Print the line containing "pub use crate::protocol::*;" and every later line of the records. Keep each one exactly as given, ending with the last.
** DATA SHOWN follows **
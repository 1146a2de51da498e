//! `actorsync_shared`
//!
//! Pieces used by both the authoritative server and the client mirror.
//!
//! Design goals:
//! - Deterministic where it matters (fixed-step clock, stable wire rounding).
//! - Terse wire format: array messages, bare object keys.
//! - The core talks to the network only through `transport::Connection`.
//! - No `unsafe`.

pub mod clock;
pub mod codec;
pub mod config;
pub mod error;
pub mod fields;
pub mod protocol;
pub mod transport;

pub mod prelude {
    //! Commonly used exports.

    pub use crate::clock::*;
    pub use crate::config::*;
    pub use crate::error::*;
    pub use crate::fields::*;
    pub use crate::protocol::*;
    pub use crate::transport::{Connection, MemoryConnection};
}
** End of DATA SHOWN **
**PROBLEM SOLUTION:**
    pub use crate::protocol::*;
    pub use crate::transport::{Connection, MemoryConnection};
}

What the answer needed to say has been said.